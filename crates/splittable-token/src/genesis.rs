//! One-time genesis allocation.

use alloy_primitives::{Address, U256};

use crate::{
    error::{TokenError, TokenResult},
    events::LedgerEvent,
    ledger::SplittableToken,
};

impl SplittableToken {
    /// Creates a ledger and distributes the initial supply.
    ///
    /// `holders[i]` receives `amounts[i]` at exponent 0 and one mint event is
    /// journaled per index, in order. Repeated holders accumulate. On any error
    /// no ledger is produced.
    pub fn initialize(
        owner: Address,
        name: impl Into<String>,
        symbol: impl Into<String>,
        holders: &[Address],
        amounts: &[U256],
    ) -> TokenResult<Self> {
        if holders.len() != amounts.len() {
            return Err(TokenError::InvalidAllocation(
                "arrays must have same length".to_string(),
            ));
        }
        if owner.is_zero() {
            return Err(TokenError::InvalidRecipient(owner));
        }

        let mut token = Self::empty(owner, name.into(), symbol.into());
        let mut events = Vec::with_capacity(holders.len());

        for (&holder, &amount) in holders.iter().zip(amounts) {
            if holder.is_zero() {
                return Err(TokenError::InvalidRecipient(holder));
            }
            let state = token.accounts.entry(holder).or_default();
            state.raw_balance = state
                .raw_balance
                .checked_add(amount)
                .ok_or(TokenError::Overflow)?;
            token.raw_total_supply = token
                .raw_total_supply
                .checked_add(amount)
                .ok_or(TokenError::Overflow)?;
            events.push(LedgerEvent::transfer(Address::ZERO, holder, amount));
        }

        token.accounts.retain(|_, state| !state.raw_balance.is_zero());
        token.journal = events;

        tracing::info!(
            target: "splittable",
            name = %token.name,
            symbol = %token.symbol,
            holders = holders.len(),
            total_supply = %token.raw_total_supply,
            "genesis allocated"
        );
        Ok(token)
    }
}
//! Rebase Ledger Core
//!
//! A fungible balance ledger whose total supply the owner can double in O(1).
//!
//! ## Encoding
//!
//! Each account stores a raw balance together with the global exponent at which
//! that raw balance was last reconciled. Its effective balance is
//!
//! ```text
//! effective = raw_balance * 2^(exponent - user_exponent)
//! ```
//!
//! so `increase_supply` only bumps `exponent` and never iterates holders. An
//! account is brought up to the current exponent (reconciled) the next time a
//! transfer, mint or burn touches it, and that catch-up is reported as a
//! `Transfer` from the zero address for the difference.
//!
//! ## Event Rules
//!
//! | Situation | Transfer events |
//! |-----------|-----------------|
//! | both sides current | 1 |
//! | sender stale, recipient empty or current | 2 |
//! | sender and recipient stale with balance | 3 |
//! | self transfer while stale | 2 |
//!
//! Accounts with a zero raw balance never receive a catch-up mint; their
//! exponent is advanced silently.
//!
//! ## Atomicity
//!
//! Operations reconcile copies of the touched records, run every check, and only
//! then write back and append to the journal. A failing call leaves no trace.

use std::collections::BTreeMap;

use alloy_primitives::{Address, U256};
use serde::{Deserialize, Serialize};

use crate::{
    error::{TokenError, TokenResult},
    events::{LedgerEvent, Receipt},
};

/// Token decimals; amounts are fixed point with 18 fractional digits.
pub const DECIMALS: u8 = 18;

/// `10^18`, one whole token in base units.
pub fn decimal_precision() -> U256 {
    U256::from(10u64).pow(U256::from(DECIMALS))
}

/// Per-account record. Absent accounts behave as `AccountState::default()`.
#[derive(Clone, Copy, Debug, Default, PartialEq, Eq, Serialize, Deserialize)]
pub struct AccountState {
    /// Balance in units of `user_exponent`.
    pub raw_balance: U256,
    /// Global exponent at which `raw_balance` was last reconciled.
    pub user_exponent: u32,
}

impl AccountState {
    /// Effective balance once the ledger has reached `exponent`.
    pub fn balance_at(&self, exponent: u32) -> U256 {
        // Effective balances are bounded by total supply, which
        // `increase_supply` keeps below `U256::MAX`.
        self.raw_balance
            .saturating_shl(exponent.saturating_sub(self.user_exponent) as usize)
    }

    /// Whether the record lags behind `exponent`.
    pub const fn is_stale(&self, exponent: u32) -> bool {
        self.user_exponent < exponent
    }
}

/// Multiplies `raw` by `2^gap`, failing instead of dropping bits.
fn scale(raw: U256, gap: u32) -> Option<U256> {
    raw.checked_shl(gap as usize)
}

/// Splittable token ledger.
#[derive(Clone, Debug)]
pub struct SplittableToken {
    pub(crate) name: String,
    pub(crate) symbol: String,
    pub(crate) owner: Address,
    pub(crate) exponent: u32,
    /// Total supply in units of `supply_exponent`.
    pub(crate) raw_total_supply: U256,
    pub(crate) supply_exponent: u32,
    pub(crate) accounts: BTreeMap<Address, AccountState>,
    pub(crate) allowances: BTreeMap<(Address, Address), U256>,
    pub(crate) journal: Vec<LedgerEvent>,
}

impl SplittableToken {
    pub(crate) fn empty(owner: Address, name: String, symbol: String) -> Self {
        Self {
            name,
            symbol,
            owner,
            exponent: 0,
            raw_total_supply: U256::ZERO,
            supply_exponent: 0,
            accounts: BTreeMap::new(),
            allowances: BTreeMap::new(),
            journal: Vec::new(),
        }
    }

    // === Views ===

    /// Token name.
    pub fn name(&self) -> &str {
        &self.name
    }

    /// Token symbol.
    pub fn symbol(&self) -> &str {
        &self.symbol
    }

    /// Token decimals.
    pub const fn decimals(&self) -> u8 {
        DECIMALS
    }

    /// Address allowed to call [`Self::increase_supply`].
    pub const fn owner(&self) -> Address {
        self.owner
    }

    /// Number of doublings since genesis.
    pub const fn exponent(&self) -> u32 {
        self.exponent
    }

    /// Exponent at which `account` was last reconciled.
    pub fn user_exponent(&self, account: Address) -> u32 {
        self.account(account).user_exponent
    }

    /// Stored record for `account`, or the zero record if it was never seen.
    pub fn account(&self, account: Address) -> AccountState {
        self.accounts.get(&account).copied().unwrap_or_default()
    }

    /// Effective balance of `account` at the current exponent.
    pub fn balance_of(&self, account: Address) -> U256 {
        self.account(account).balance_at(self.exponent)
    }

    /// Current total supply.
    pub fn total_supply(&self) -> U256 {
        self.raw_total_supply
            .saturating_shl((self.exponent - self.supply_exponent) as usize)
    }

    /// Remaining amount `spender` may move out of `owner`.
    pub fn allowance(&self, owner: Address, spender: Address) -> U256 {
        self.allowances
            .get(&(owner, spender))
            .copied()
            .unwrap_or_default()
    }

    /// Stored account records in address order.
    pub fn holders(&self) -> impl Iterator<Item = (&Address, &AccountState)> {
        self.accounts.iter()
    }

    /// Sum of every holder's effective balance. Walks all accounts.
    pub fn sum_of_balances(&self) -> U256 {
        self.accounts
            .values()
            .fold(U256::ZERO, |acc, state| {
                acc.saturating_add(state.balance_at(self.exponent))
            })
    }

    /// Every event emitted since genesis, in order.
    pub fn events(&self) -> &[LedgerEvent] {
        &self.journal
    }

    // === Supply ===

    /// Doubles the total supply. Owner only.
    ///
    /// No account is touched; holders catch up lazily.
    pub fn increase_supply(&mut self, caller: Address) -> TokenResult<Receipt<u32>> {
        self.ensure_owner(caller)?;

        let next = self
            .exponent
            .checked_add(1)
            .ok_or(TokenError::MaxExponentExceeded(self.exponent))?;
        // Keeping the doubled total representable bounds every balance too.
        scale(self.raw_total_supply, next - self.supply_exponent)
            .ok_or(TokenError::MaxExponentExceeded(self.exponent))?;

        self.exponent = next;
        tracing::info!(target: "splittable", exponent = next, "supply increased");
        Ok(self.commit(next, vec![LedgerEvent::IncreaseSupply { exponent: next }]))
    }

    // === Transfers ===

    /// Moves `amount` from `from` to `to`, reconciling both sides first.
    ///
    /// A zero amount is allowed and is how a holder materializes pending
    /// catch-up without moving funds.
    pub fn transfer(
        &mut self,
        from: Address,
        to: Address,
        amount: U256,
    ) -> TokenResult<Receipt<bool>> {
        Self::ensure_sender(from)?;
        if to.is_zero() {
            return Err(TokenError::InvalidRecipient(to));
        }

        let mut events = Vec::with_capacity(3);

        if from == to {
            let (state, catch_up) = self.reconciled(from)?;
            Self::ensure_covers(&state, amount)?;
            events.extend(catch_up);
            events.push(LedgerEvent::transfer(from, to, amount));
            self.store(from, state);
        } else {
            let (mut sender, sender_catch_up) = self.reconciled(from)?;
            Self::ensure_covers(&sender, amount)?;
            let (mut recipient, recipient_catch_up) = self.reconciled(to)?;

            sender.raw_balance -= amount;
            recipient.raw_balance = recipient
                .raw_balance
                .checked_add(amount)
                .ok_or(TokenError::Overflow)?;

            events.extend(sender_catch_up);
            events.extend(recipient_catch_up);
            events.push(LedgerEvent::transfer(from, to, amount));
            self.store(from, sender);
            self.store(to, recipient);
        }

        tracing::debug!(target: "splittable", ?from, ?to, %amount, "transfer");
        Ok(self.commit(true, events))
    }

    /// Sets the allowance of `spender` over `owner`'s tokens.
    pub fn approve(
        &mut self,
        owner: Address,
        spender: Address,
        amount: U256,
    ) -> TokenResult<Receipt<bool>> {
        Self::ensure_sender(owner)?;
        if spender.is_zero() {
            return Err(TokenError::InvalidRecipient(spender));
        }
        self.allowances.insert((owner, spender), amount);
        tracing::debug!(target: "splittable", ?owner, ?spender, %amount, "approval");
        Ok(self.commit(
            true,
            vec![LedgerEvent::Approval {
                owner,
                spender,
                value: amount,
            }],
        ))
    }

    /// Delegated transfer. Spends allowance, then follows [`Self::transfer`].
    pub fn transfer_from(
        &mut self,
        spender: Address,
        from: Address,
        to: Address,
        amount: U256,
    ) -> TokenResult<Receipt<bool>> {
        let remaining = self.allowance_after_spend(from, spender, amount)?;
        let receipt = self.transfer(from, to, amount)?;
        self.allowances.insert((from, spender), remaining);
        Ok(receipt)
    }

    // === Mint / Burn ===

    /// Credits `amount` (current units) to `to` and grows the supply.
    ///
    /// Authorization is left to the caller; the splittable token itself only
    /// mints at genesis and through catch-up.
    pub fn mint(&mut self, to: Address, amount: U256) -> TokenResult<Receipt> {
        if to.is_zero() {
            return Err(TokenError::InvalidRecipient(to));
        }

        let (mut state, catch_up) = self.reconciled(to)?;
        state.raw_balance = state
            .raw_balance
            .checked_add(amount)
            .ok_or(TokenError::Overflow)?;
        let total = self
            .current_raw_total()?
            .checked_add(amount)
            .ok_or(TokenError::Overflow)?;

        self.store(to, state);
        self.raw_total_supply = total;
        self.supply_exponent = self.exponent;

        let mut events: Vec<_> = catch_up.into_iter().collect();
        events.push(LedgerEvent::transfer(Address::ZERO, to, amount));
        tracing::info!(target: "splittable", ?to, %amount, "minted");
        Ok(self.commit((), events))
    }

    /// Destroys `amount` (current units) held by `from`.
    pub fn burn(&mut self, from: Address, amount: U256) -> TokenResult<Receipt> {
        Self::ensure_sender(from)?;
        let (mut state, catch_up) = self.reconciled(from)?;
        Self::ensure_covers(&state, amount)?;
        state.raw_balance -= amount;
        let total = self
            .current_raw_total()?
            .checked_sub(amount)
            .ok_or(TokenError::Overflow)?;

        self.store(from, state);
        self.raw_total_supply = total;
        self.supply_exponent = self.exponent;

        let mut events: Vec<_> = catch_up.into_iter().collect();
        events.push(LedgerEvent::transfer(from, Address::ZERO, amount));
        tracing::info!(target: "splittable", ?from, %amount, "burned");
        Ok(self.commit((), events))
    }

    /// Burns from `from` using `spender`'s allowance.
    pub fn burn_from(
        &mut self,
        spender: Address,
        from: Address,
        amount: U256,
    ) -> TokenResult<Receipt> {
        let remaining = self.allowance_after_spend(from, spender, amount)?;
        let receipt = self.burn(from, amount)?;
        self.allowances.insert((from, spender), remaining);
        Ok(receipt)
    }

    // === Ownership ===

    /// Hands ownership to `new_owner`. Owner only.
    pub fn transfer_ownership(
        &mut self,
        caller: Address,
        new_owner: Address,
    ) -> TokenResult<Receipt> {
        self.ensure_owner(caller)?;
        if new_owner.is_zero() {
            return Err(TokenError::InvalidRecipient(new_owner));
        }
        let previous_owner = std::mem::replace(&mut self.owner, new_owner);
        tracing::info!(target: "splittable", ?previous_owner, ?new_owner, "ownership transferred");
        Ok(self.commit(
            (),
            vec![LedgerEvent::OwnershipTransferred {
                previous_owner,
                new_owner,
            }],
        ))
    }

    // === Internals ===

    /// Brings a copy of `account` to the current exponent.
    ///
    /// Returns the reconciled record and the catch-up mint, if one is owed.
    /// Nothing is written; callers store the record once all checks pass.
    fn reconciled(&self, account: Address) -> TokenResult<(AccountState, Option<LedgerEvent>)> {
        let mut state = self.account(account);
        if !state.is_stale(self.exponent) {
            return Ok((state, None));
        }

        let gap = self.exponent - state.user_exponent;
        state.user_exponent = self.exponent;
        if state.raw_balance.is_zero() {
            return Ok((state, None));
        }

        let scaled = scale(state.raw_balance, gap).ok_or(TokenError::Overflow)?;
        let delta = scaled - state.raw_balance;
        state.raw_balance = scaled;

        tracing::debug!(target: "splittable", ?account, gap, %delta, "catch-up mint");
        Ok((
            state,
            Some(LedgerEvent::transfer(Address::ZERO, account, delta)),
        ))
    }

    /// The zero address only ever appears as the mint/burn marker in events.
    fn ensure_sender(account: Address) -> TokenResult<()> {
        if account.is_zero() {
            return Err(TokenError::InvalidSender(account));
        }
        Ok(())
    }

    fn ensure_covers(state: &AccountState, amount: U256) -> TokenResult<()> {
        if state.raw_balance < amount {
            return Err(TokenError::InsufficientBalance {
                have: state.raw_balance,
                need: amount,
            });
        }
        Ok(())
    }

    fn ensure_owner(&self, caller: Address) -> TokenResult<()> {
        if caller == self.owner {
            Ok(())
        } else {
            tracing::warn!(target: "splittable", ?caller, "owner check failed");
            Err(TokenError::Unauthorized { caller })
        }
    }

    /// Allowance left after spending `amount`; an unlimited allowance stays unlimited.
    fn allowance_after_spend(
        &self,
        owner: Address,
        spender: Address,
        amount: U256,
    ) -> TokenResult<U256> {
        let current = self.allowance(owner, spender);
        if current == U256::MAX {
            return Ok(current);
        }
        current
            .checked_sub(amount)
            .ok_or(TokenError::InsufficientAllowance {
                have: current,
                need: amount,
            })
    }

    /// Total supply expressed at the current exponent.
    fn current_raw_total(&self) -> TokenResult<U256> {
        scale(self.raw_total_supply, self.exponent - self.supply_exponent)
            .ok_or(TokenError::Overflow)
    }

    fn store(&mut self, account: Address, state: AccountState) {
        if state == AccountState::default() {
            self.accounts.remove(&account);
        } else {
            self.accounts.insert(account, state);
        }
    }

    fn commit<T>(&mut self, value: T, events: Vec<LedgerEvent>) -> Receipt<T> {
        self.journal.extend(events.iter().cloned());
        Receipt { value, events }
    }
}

......

• _TASK DETAILS_
Return only the number of lines in the entries above that contain the word "Deserialize".

• _RESPONSE FOR THIS EXERCISE_
2